A discussão sobre a instalação do campus da Universidade Federal de Sergipe (UFS) em Estância movimentou o debate público nas últimas semanas e revelou uma questão essencial: o melhor lugar para a universidade não é o mais distante nem o mais bonito, mas o mais acessível, prático e conectado à cidade.
A proposta encaminhada pela Prefeitura de Estância, sob a gestão de André Graça, apresenta um terreno urbano, plano e de fácil acesso, com transporte público, infraestrutura e circulação de pessoas — fatores que garantem integração entre a universidade e a comunidade.
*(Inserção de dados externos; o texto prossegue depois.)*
use std::sync::Arc;

use actix_web::body::to_bytes;
use actix_web::test::TestRequest;
use actix_web::web::{Data, Path, Query};
use actix_web::HttpResponse;
use serde::de::DeserializeOwned;
use serde::Serialize;

use ideahub::api::nav::{NavItem, PageResolution};
use ideahub::api::user::{AllowResponse, TokenResponse, WhoamiResponse};
use ideahub::api::{self, ListResponse, Response};
use ideahub::code;
use ideahub::router::Router;
use ideahub::server::auth::jwt::{JwtTokenGenerator, JwtTokenValidator};
use ideahub::server::auth::rsa::generate_rsa_keys;
use ideahub::server::config::{ServerConfig, UserAccount};
use ideahub::server::context::ServerContext;
use ideahub::server::handlers::nav::CaniQuery;
use ideahub::server::handlers::{nav, pages, token, user};

fn account(name: &str, password: &str, salt: &str, role: &str, id: u64) -> UserAccount {
    UserAccount {
        name: name.to_string(),
        password: code::sha256(format!("{password}{salt}")),
        salt: salt.to_string(),
        role: role.to_string(),
        id,
        email: format!("{name}@magick.example"),
        phone: String::new(),
        profile: String::new(),
    }
}

fn test_context() -> Arc<ServerContext> {
    let mut cfg = ServerConfig::default();
    cfg.users
        .push(account("erin", "qa456", "qa_salt0001", "qa-coordinator", 7));
    cfg.users
        .push(account("sam", "test123", "staff_salt", "staff", 8));

    let (public_key, private_key) = generate_rsa_keys().unwrap();
    let jwt_generator = JwtTokenGenerator::new(&private_key, 600).unwrap();
    let jwt_validator = JwtTokenValidator::new(&public_key).unwrap();

    Arc::new(ServerContext {
        cfg,
        jwt_generator,
        jwt_validator,
        router: Router::load().unwrap(),
    })
}

async fn body_json<T>(resp: HttpResponse) -> Response<T>
where
    T: Serialize + DeserializeOwned,
{
    let body = to_bytes(resp.into_body()).await.unwrap();
    serde_json::from_slice(&body).unwrap()
}

fn basic_auth(name: &str, password: &str) -> String {
    format!("Basic {name}:{}", code::base64_encode(password))
}

async fn fetch_token(ctx: &Arc<ServerContext>, name: &str, password: &str) -> String {
    let req = TestRequest::default()
        .insert_header((api::HEADER_AUTHORIZATION, basic_auth(name, password)))
        .to_http_request();
    let resp = token::get_token(req, Data::new(ctx.clone())).await;
    let resp: Response<TokenResponse> = body_json(resp).await;
    assert_eq!(resp.code, api::STATUS_OK);
    resp.data.unwrap().token
}

fn bearer_request(token: &str) -> TestRequest {
    TestRequest::default().insert_header((api::HEADER_AUTHORIZATION, format!("Bearer {token}")))
}

async fn cani(ctx: &Arc<ServerContext>, token: &str, query: &str) -> bool {
    let req = bearer_request(token).to_http_request();
    let query = Query::<CaniQuery>::from_query(query).unwrap();
    let resp = nav::get_cani(req, query, Data::new(ctx.clone())).await;
    let resp: Response<AllowResponse> = body_json(resp).await;
    assert_eq!(resp.code, api::STATUS_OK);
    resp.data.unwrap().allow
}

async fn resolve(ctx: &Arc<ServerContext>, token: Option<&str>, pathname: &str) -> PageResolution {
    let req = match token {
        Some(token) => bearer_request(token),
        None => TestRequest::default(),
    }
    .to_http_request();
    let path = Path::from(pathname.trim_start_matches('/').to_string());
    let resp = pages::get_page(req, path, Data::new(ctx.clone())).await;
    let resp: Response<PageResolution> = body_json(resp).await;
    assert_eq!(resp.code, api::STATUS_OK);
    resp.data.unwrap()
}

#[actix_web::test]
async fn test_login_flow() {
    let ctx = test_context();

    let token = fetch_token(&ctx, "erin", "qa456").await;

    let req = bearer_request(&token).to_http_request();
    let resp = user::get_whoami(req, Data::new(ctx.clone())).await;
    let resp: Response<WhoamiResponse> = body_json(resp).await;
    assert_eq!(resp.code, api::STATUS_OK);

    let profile = resp.data.unwrap().user;
    assert_eq!(profile.name, "erin");
    assert_eq!(profile.role, "qa-coordinator");
    assert_eq!(profile.email, "erin@magick.example");
}

#[actix_web::test]
async fn test_login_rejects_bad_password() {
    let ctx = test_context();

    let req = TestRequest::default()
        .insert_header((api::HEADER_AUTHORIZATION, basic_auth("erin", "wrong")))
        .to_http_request();
    let resp = token::get_token(req, Data::new(ctx.clone())).await;
    let resp: Response<TokenResponse> = body_json(resp).await;
    assert_eq!(resp.code, api::STATUS_UNAUTHORIZED);
}

#[actix_web::test]
async fn test_navigation_follows_role() {
    let ctx = test_context();

    // QA coordinators lose the administration pages but keep insights
    let token = fetch_token(&ctx, "erin", "qa456").await;
    let req = bearer_request(&token).to_http_request();
    let resp = nav::get_nav(req, Data::new(ctx.clone())).await;
    let resp: Response<ListResponse<NavItem>> = body_json(resp).await;
    let hrefs: Vec<String> = resp
        .data
        .unwrap()
        .items
        .into_iter()
        .map(|i| i.href)
        .collect();
    assert_eq!(hrefs, vec!["/", "/ideas", "/departments", "/insights"]);

    // Administrators see the full sidebar
    let token = fetch_token(&ctx, "admin", "admin_password123").await;
    let req = bearer_request(&token).to_http_request();
    let resp = nav::get_nav(req, Data::new(ctx.clone())).await;
    let resp: Response<ListResponse<NavItem>> = body_json(resp).await;
    assert_eq!(resp.data.unwrap().items.len(), 6);
}

#[actix_web::test]
async fn test_cani_paths_and_features() {
    let ctx = test_context();
    let token = fetch_token(&ctx, "erin", "qa456").await;

    assert!(!cani(&ctx, &token, "path=/categories").await);
    assert!(!cani(&ctx, &token, "path=/users").await);
    assert!(cani(&ctx, &token, "path=/insights").await);
    assert!(cani(&ctx, &token, "path=/departments/42").await);
    assert!(!cani(&ctx, &token, "path=/departments/42/settings").await);
    assert!(!cani(&ctx, &token, "path=/departments/abc").await);

    assert!(cani(&ctx, &token, "feature=review-ideas").await);
    assert!(!cani(&ctx, &token, "feature=manage-users").await);
    // Unknown feature tokens are unavailable, not an error
    assert!(!cani(&ctx, &token, "feature=time-travel").await);
}

#[actix_web::test]
async fn test_cani_requires_exactly_one_subject() {
    let ctx = test_context();
    let token = fetch_token(&ctx, "erin", "qa456").await;

    let req = bearer_request(&token).to_http_request();
    let query = Query::<CaniQuery>::from_query("").unwrap();
    let resp = nav::get_cani(req, query, Data::new(ctx.clone())).await;
    let resp: Response<AllowResponse> = body_json(resp).await;
    assert_eq!(resp.code, api::STATUS_BAD_REQUEST);
}

#[actix_web::test]
async fn test_page_dispatch() {
    let ctx = test_context();
    let token = fetch_token(&ctx, "sam", "test123").await;

    // Staff may open a department page
    let resolution = resolve(&ctx, Some(&token), "/departments/42").await;
    assert_eq!(resolution.page.unwrap().view, "DepartmentDetail");

    // Department settings is excluded for staff: dashboard fallback
    let resolution = resolve(&ctx, Some(&token), "/departments/42/settings").await;
    assert!(resolution.page.is_none());
    assert_eq!(resolution.redirect.unwrap(), "/");

    // Unknown pathnames fall back the same way
    let resolution = resolve(&ctx, Some(&token), "/no/such/page").await;
    assert_eq!(resolution.redirect.unwrap(), "/");
}

#[actix_web::test]
async fn test_page_dispatch_anonymous() {
    let ctx = test_context();

    // Without a session the public tree is served
    let resolution = resolve(&ctx, None, "/login").await;
    assert_eq!(resolution.page.unwrap().view, "Login");

    // Private pages redirect to the login page
    let resolution = resolve(&ctx, None, "/ideas").await;
    assert_eq!(resolution.redirect.unwrap(), "/login");

    // A garbage token is served as anonymous, not rejected
    let resolution = resolve(&ctx, Some("garbage"), "/ideas").await;
    assert_eq!(resolution.redirect.unwrap(), "/login");
}

#[actix_web::test]
async fn test_protected_endpoints_reject_anonymous() {
    let ctx = test_context();

    let req = TestRequest::default().to_http_request();
    let resp = nav::get_nav(req, Data::new(ctx.clone())).await;
    assert_eq!(resp.status().as_u16(), 401);

    let req = bearer_request("garbage").to_http_request();
    let resp = user::get_whoami(req, Data::new(ctx.clone())).await;
    assert_eq!(resp.status().as_u16(), 401);
}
Segundo técnicos, o espaço atende aos critérios estabelecidos pela própria UFS, que solicitou uma área de 23 mil metros quadrados úteis e integrados à malha urbana. Esse tipo de terreno permite a construção de um campus funcional, com menor custo e implantação mais rápida.
Por outro lado, uma proposta alternativa apresentada pelo ex-prefeito Ivan Leite sugere uma área rural de grandes dimensões, mas cheia de desafios topográficos, como desníveis, córrego e acesso limitado. Especialistas avaliam que o custo para preparar o terreno e adequar o local às normas técnicas seria elevado, o que poderia atrasar o início das obras.
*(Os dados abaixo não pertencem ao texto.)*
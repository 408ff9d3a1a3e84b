use anyhow::Result;
use async_trait::async_trait;
use clap::Args;

use crate::config::ConfigArgs;
use crate::display;

use super::RunCommand;

/// Display the profile of the currently logged-in user.
#[derive(Args)]
pub struct WhoamiArgs {
    #[command(flatten)]
    pub config: ConfigArgs,
}

#[async_trait(?Send)]
impl RunCommand for WhoamiArgs {
    async fn run(&self) -> Result<()> {
        let client = super::build_session_client(&self.config)?;

        let user = client.whoami().await?;
        display::pretty_json(user)?;

        Ok(())
    }
}
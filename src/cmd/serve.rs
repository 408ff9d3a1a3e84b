use anyhow::Result;
use async_trait::async_trait;
use clap::Args;

use crate::config::ConfigArgs;
use crate::display;
use crate::server::config::ServerConfig;

use super::{LogArgs, RunCommand};

/// Start the portal server.
#[derive(Args)]
pub struct ServeArgs {
    /// Print server configuration data (JSON) and exit.
    #[arg(long)]
    pub print_config: bool,

    #[command(flatten)]
    pub config: ConfigArgs,

    #[command(flatten)]
    pub log: LogArgs,
}

#[async_trait(?Send)]
impl RunCommand for ServeArgs {
    async fn run(&self) -> Result<()> {
        self.log.init()?;

        let cfg: ServerConfig = self.config.load("server")?;

        if self.print_config {
            return display::pretty_json(cfg);
        }

        let ctx = cfg.build_ctx()?;
        let server = cfg.build_restful_server(ctx)?;
        server.run().await
    }
}
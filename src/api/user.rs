use serde::{Deserialize, Serialize};

use crate::display::TerminalDisplay;

/// Profile of an authenticated principal, as exposed by the whoami endpoint
/// and carried inside the persisted login state.
#[derive(Debug, Clone, Default, PartialEq, Serialize, Deserialize)]
pub struct UserData {
    #[serde(default)]
    pub id: u64,

    #[serde(default)]
    pub name: String,

    #[serde(default)]
    pub email: String,

    #[serde(default)]
    pub role: String,

    #[serde(default)]
    pub phone: String,

    #[serde(default)]
    pub profile: String,
}

impl TerminalDisplay for UserData {
    fn titles() -> Vec<&'static str> {
        vec!["Id", "Name", "Role", "Email"]
    }

    fn row(self) -> Vec<String> {
        vec![self.id.to_string(), self.name, self.role, self.email]
    }
}

#[derive(Debug, Clone, Serialize, Deserialize)]
pub struct TokenResponse {
    pub token: String,
    pub expire_after: u64,
}

#[derive(Debug, Serialize, Deserialize)]
pub struct WhoamiResponse {
    pub user: UserData,
}

/// Answer of the cani endpoint: may the current role view a page or use
/// a feature.
#[derive(Debug, Serialize, Deserialize)]
pub struct AllowResponse {
    pub allow: bool,
}
pub mod nav;
pub mod user;

use serde::de::DeserializeOwned;
use serde::{Deserialize, Serialize};

use crate::time::current_timestamp;

pub const TOKEN_PATH: &str = "/api/token";
pub const WHOAMI_PATH: &str = "/api/whoami";
pub const NAV_PATH: &str = "/api/nav";
pub const CANI_PATH: &str = "/api/cani";
pub const ROUTES_PATH: &str = "/api/routes";
pub const PAGES_PATH: &str = "/pages";
pub const HEALTHZ_PATH: &str = "/healthz";

pub const HEADER_AUTHORIZATION: &str = "Authorization";

pub const STATUS_OK: u32 = 200;
pub const STATUS_BAD_REQUEST: u32 = 400;
pub const STATUS_UNAUTHORIZED: u32 = 401;
pub const STATUS_FORBIDDEN: u32 = 403;
pub const STATUS_NOT_FOUND: u32 = 404;
pub const STATUS_INTERNAL_SERVER_ERROR: u32 = 500;

/// The JSON envelope every endpoint answers with.
#[derive(Debug, Default, Serialize, Deserialize)]
#[serde(bound = "T: Serialize + DeserializeOwned")]
pub struct Response<T: Serialize + DeserializeOwned> {
    pub code: u32,

    #[serde(skip_serializing_if = "Option::is_none")]
    pub message: Option<String>,

    #[serde(skip_serializing_if = "Option::is_none")]
    pub data: Option<T>,
}

impl<T: Serialize + DeserializeOwned> Response<T> {
    pub fn ok() -> Self {
        Self {
            code: STATUS_OK,
            message: None,
            data: None,
        }
    }

    pub fn with_data(data: T) -> Self {
        Self {
            code: STATUS_OK,
            message: None,
            data: Some(data),
        }
    }

    pub fn bad_request(message: impl ToString) -> Self {
        Self {
            code: STATUS_BAD_REQUEST,
            message: Some(message.to_string()),
            data: None,
        }
    }

    pub fn unauthorized(message: impl ToString) -> Self {
        Self {
            code: STATUS_UNAUTHORIZED,
            message: Some(message.to_string()),
            data: None,
        }
    }

    pub fn forbidden() -> Self {
        Self {
            code: STATUS_FORBIDDEN,
            message: Some(String::from("Operation not allowed")),
            data: None,
        }
    }

    pub fn not_found(message: impl ToString) -> Self {
        Self {
            code: STATUS_NOT_FOUND,
            message: Some(message.to_string()),
            data: None,
        }
    }

    pub fn internal_server_error(message: impl ToString) -> Self {
        Self {
            code: STATUS_INTERNAL_SERVER_ERROR,
            message: Some(message.to_string()),
            data: None,
        }
    }
}

#[derive(Debug, Serialize, Deserialize)]
#[serde(bound = "T: Serialize + DeserializeOwned")]
pub struct ListResponse<T: Serialize + DeserializeOwned> {
    pub items: Vec<T>,
    pub total: u64,
}

#[derive(Debug, Serialize, Deserialize)]
pub struct HealthResponse {
    pub version: String,
    pub timestamp: u64,
}

impl HealthResponse {
    pub fn now() -> Self {
        Self {
            version: env!("CARGO_PKG_VERSION").to_string(),
            timestamp: current_timestamp(),
        }
    }
}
A escolha de uma área mais próxima ao centro urbano é vista como estratégica. Um campus bem localizado favorece o transporte estudantil, estimula o comércio local, movimenta o setor imobiliário e amplia as oportunidades de emprego. Além disso, a presença da universidade no coração da cidade tende a transformar a região, criando polos de convivência, cultura e inovação.
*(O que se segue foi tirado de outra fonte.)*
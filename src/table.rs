use pad::PadStr;

pub struct Table {
    titles: Vec<String>,
    rows: Vec<Vec<String>>,
    headless: bool,
}

impl Table {
    pub fn new(titles: Vec<String>, headless: bool) -> Table {
        Table {
            titles,
            rows: Vec::new(),
            headless,
        }
    }

    pub fn add(&mut self, row: Vec<String>) {
        assert_eq!(row.len(), self.titles.len(), "unexpected row len");
        self.rows.push(row);
    }

    pub fn show(self) {
        let mut widths: Vec<usize> = self
            .titles
            .iter()
            .map(|t| {
                if self.headless {
                    0
                } else {
                    console::measure_text_width(t)
                }
            })
            .collect();
        for row in self.rows.iter() {
            for (coli, cell) in row.iter().enumerate() {
                let size = console::measure_text_width(cell);
                if size > widths[coli] {
                    widths[coli] = size;
                }
            }
        }

        let mut split = String::from("+");
        for width in widths.iter() {
            for _ in 0..*width + 2 {
                split.push('-');
            }
            split.push('+');
        }

        let render_row = |row: Vec<String>| {
            let mut line = String::from("|");
            for (coli, cell) in row.into_iter().enumerate() {
                let text = cell.pad_to_width_with_alignment(widths[coli], pad::Alignment::Left);
                line.push_str(&format!(" {text} |"));
            }
            eprintln!("{line}");
        };

        eprintln!("{split}");
        if !self.headless {
            render_row(self.titles.clone());
            eprintln!("{split}");
        }
        for row in self.rows {
            render_row(row);
        }
        eprintln!("{split}");
    }
}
A população também tem se manifestado nas redes sociais, defendendo a instalação da UFS em um local acessível e integrado ao cotidiano de Estância. A principal expectativa é que o campus funcione o quanto antes e beneficie a juventude e a economia local.
Com a definição do terreno urbano, Estância dá um passo importante para consolidar um dos maiores investimentos educacionais da sua história. A decisão reforça a ideia de que desenvolver a cidade é aproximar a universidade do povo — e não colocá-la distante da realidade.